WHAT TO DO —
Copy out precisely the line that holds "pub mod client;" and all the lines following it in the data, up to and including the last one, and no others.

* * * * * * *

//! Where cards live: deck, hand, and the four-lane board.
//!
//! ## Key Types
//!
//! - `Deck`: Shuffled draw pile, drawn from the front
//! - `Hand`: Drawn cards, addressed by index
//! - `Board`: Four lanes of bounded capacity, two per player

pub mod board;
pub mod deck;
pub mod hand;

pub use board::{lane_for, lane_owner, lanes_of, Board, Lane, LANE_COUNT};
pub use deck::Deck;
pub use hand::Hand;
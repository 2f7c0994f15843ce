//! Send pacing for fixed-size datagrams.
//!
//! The pacer turns a target rate into a fixed inter-datagram interval:
//!
//! ```text
//! interval = datagram_size * 8 / (rate_kbps * 1000)   seconds
//! ```
//!
//! Datagram `k` is due at `start + k * interval`. The sender sleeps until the
//! next deadline rather than for a fixed interval, so send time, ack draining
//! and timer overshoot never accumulate. A sender that falls behind sends
//! without sleeping until it is back on schedule.

use crate::{Error, Result};
use std::time::{Duration, Instant};

/// Fixed-interval pacer for a target rate.
///
/// # Examples
///
/// ```
/// use netmeter::pacer::Pacer;
///
/// // 1472-byte datagrams at 1000 Kbps: one every 11.776 ms
/// let pacer = Pacer::new(1000, 1472).unwrap();
/// assert!((pacer.interval().as_secs_f64() - 0.011776).abs() < 1e-9);
/// ```
#[derive(Debug, Clone, Copy)]
pub struct Pacer {
    interval: Duration,
    interval_secs: f64,
}

impl Pacer {
    /// Creates a pacer for `rate_kbps` and `datagram_size` bytes per datagram.
    ///
    /// # Errors
    ///
    /// Returns [`Error::Config`] for a zero rate, for which no interval exists.
    pub fn new(rate_kbps: u64, datagram_size: usize) -> Result<Self> {
        if rate_kbps == 0 {
            return Err(Error::Config("Send rate must be greater than 0 Kbps".to_string()));
        }

        let interval_secs = Self::interval_secs(rate_kbps, datagram_size);
        Ok(Self {
            interval: Duration::from_secs_f64(interval_secs),
            interval_secs,
        })
    }

    /// The raw interval formula in seconds. Undefined (infinite) for a zero rate.
    pub fn interval_secs(rate_kbps: u64, datagram_size: usize) -> f64 {
        (datagram_size as f64 * 8.0) / (rate_kbps as f64 * 1000.0)
    }

    pub fn interval(&self) -> Duration {
        self.interval
    }

    /// When the datagram after the first `sent` ones is due.
    ///
    /// Computed from `start` each time, so rounding never drifts the schedule.
    pub fn deadline(&self, start: Instant, sent: u64) -> Instant {
        start + Duration::from_secs_f64(sent as f64 * self.interval_secs)
    }
}

#[cfg(test)]
mod tests {
    use super::*;
    use proptest::prelude::*;

    #[test]
    fn test_zero_rate_rejected() {
        assert!(matches!(Pacer::new(0, 1472), Err(Error::Config(_))));
    }

    #[test]
    fn test_default_interval() {
        let pacer = Pacer::new(1000, 1472).unwrap();
        assert!((pacer.interval().as_secs_f64() - 0.011776).abs() < 1e-12);
    }

    #[test]
    fn test_deadlines_are_absolute() {
        let pacer = Pacer::new(1000, 1250).unwrap(); // 10 ms
        let start = Instant::now();

        assert_eq!(pacer.deadline(start, 0), start);
        assert_eq!(pacer.deadline(start, 1), start + Duration::from_millis(10));
        assert_eq!(pacer.deadline(start, 100), start + Duration::from_secs(1));
    }

    #[test]
    fn test_late_wakeups_do_not_lower_rate() {
        let pacer = Pacer::new(10_000, 1472).unwrap(); // 1.1776 ms
        let start = Instant::now();
        let run = Duration::from_secs(1);

        // Sleeps wake on the first whole millisecond after the deadline
        let mut now = start;
        let mut sent = 0u64;
        while now - start < run {
            sent += 1;
            let deadline = pacer.deadline(start, sent);
            if deadline > now {
                let ms = (deadline - start).as_millis() as u32 + 1;
                now = start + Duration::from_millis(1) * ms;
            }
        }

        let expected = run.as_secs_f64() / pacer.interval().as_secs_f64();
        assert!((sent as f64) >= expected * 0.98, "sent {} of ~{}", sent, expected);
        assert!((sent as f64) <= expected * 1.02 + 1.0, "sent {} of ~{}", sent, expected);
    }

    proptest! {
        /// interval == S * 8 / (R * 1000) for any positive rate and size
        #[test]
        fn prop_interval_formula(rate in 1u64..10_000_000, size in 4usize..65_507) {
            let expected = (size as f64 * 8.0) / (rate as f64 * 1000.0);
            prop_assert_eq!(Pacer::interval_secs(rate, size), expected);

            let pacer = Pacer::new(rate, size).unwrap();
            prop_assert!((pacer.interval().as_secs_f64() - expected).abs() <= 1e-9);

            // The k-th deadline stays on the ideal schedule
            let start = Instant::now();
            let offset = pacer.deadline(start, 1000) - start;
            prop_assert!((offset.as_secs_f64() - expected * 1000.0).abs() <= 1e-6);
        }
    }
}
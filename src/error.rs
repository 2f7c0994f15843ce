use thiserror::Error;

#[derive(Error, Debug)]
pub enum Error {
    #[error("IO error: {0}")]
    Io(#[from] std::io::Error),

    #[error("Failed to bind {addr}: {source}")]
    Bind {
        addr: String,
        #[source]
        source: std::io::Error,
    },

    #[error("JSON error: {0}")]
    Json(#[from] serde_json::Error),

    #[error("Connection error: {0}")]
    Connection(String),

    #[error("Configuration error: {0}")]
    Config(String),
}

pub type Result<T> = std::result::Result<T, Error>;
//! Per-flow reporting window timer.
//!
//! Each tracked flow owns one [`ReportTimer`]. The enclosing loop asks whether
//! the window is due and, when it is, closes the window and restarts the timer.
//! Timers never look at each other, so one flow closing its window has no
//! effect on any other flow.
//!
//! [`ByteWindow`] pairs a timer with a byte count for the bandwidth-only
//! reports of the UDP send side and the TCP test.

use crate::metrics::{bandwidth_mbps, elapsed_secs, WindowMetrics};
use std::time::{Duration, Instant};

#[derive(Debug, Clone)]
pub struct ReportTimer {
    interval: Duration,
    last_report: Instant,
}

impl ReportTimer {
    pub fn new(interval: Duration, now: Instant) -> Self {
        Self {
            interval,
            last_report: now,
        }
    }

    pub fn interval(&self) -> Duration {
        self.interval
    }

    /// Start of the current window
    pub fn last_report(&self) -> Instant {
        self.last_report
    }

    /// True once at least one full interval has passed since the last report.
    pub fn is_due(&self, now: Instant) -> bool {
        now.saturating_duration_since(self.last_report) >= self.interval
    }

    /// Ends the current window at `now` and returns its length.
    pub fn restart(&mut self, now: Instant) -> Duration {
        let elapsed = now.saturating_duration_since(self.last_report);
        self.last_report = now;
        elapsed
    }
}

/// Byte counter for bandwidth-only windows (send side and TCP)
#[derive(Debug, Clone)]
pub struct ByteWindow {
    bytes: u64,
    timer: ReportTimer,
}

impl ByteWindow {
    pub fn new(interval: Duration, now: Instant) -> Self {
        Self {
            bytes: 0,
            timer: ReportTimer::new(interval, now),
        }
    }

    pub fn add(&mut self, n: usize) {
        self.bytes += n as u64;
    }

    pub fn bytes(&self) -> u64 {
        self.bytes
    }

    /// Closes the window if a full interval has passed.
    pub fn close_if_due(&mut self, now: Instant) -> Option<WindowMetrics> {
        self.timer.is_due(now).then(|| self.close(now))
    }

    /// Closes a partial window at the end of a run. `None` if nothing was counted.
    pub fn flush(&mut self, now: Instant) -> Option<WindowMetrics> {
        (self.bytes > 0).then(|| self.close(now))
    }

    fn close(&mut self, now: Instant) -> WindowMetrics {
        let elapsed = elapsed_secs(self.timer.restart(now));
        let metrics = WindowMetrics::bandwidth_only(bandwidth_mbps(self.bytes, elapsed));
        self.bytes = 0;
        metrics
    }
}

#[cfg(test)]
mod tests {
    use super::*;

    #[test]
    fn test_due_after_interval() {
        let start = Instant::now();
        let timer = ReportTimer::new(Duration::from_secs(1), start);

        assert!(!timer.is_due(start));
        assert!(!timer.is_due(start + Duration::from_millis(999)));
        assert!(timer.is_due(start + Duration::from_secs(1)));
    }

    #[test]
    fn test_restart_moves_window() {
        let start = Instant::now();
        let mut timer = ReportTimer::new(Duration::from_secs(1), start);

        let elapsed = timer.restart(start + Duration::from_millis(1500));
        assert_eq!(elapsed, Duration::from_millis(1500));
        assert_eq!(timer.last_report(), start + Duration::from_millis(1500));
        assert!(!timer.is_due(start + Duration::from_secs(2)));
    }

    #[test]
    fn test_clock_before_window_start_is_not_due() {
        let start = Instant::now() + Duration::from_secs(5);
        let timer = ReportTimer::new(Duration::from_secs(1), start);
        assert!(!timer.is_due(start - Duration::from_secs(2)));
    }

    #[test]
    fn test_byte_window() {
        let start = Instant::now();
        let mut window = ByteWindow::new(Duration::from_secs(1), start);
        window.add(125_000);

        assert!(window.close_if_due(start + Duration::from_millis(500)).is_none());
        let metrics = window.close_if_due(start + Duration::from_secs(1)).unwrap();
        assert!((metrics.bandwidth_mbps.unwrap() - 1.0).abs() < 1e-9);
        assert_eq!(metrics.loss_percent, None);
        assert_eq!(window.bytes(), 0);
    }

    #[test]
    fn test_byte_window_flushes_partial_window() {
        let start = Instant::now();
        let mut window = ByteWindow::new(Duration::from_secs(1), start);
        window.add(12_500);

        // 12.5 KB in a quarter second, before the interval is up
        let metrics = window.flush(start + Duration::from_millis(250)).unwrap();
        assert!((metrics.bandwidth_mbps.unwrap() - 0.4).abs() < 1e-9);
        assert!(window.flush(start + Duration::from_millis(300)).is_none());
    }
}
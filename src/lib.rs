//! netmeter - UDP and TCP network measurement
//!
//! A client sends sequence-numbered UDP datagrams at a paced rate; a server
//! demultiplexes them by source endpoint and reports bandwidth, loss, and
//! arrival jitter per peer and per reporting window. In ack mode the server
//! acknowledges every datagram and the client reports round-trip jitter and
//! ack-based loss as well. A bulk TCP mode reports bandwidth only.
//!
//! # Features
//!
//! - Fixed-interval send pacing from a target rate in Kbps
//! - Per-peer statistics windows with span-inferred loss (reordering safe)
//! - Zero-timeout ack draining on the client's own socket
//! - Console, CSV, and JSON summary output through a pluggable [`MetricsSink`]
//! - Graceful cancellation with a final statistics flush
//!
//! # Example
//!
//! ```no_run
//! use netmeter::{Client, Config, Protocol};
//! use std::time::Duration;
//!
//! # #[tokio::main]
//! # async fn main() -> netmeter::Result<()> {
//! let config = Config::client("127.0.0.1".to_string(), 5001)
//!     .with_protocol(Protocol::Udp)
//!     .with_duration(Duration::from_secs(5))
//!     .with_ack(true);
//!
//! Client::new(config)?.run().await?;
//! # Ok(())
//! # }
//! ```

pub mod ack_receiver;
pub mod client;
pub mod config;
pub mod error;
pub mod flow;
pub mod interval_reporter;
pub mod metrics;
pub mod pacer;
pub mod report_timer;
pub mod results_log;
pub mod server;
pub mod tcp;
pub mod udp_packet;

pub use client::Client;
pub use config::{Config, Mode, Protocol};
pub use error::{Error, Result};
pub use metrics::{MetricsRecord, MetricsSink, WindowMetrics};
pub use results_log::ResultsLog;
pub use server::{Listener, Server};

/// Library version
pub const VERSION: &str = env!("CARGO_PKG_VERSION");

* * * * * * *

SOLVED PROBLEM —
pub mod client;
pub mod config;
pub mod error;
pub mod flow;
pub mod interval_reporter;
pub mod metrics;
pub mod pacer;
pub mod report_timer;
pub mod results_log;
pub mod server;
pub mod tcp;
pub mod udp_packet;

pub use client::Client;
pub use config::{Config, Mode, Protocol};
pub use error::{Error, Result};
pub use metrics::{MetricsRecord, MetricsSink, WindowMetrics};
pub use results_log::ResultsLog;
pub use server::{Listener, Server};

/// Library version
pub const VERSION: &str = env!("CARGO_PKG_VERSION");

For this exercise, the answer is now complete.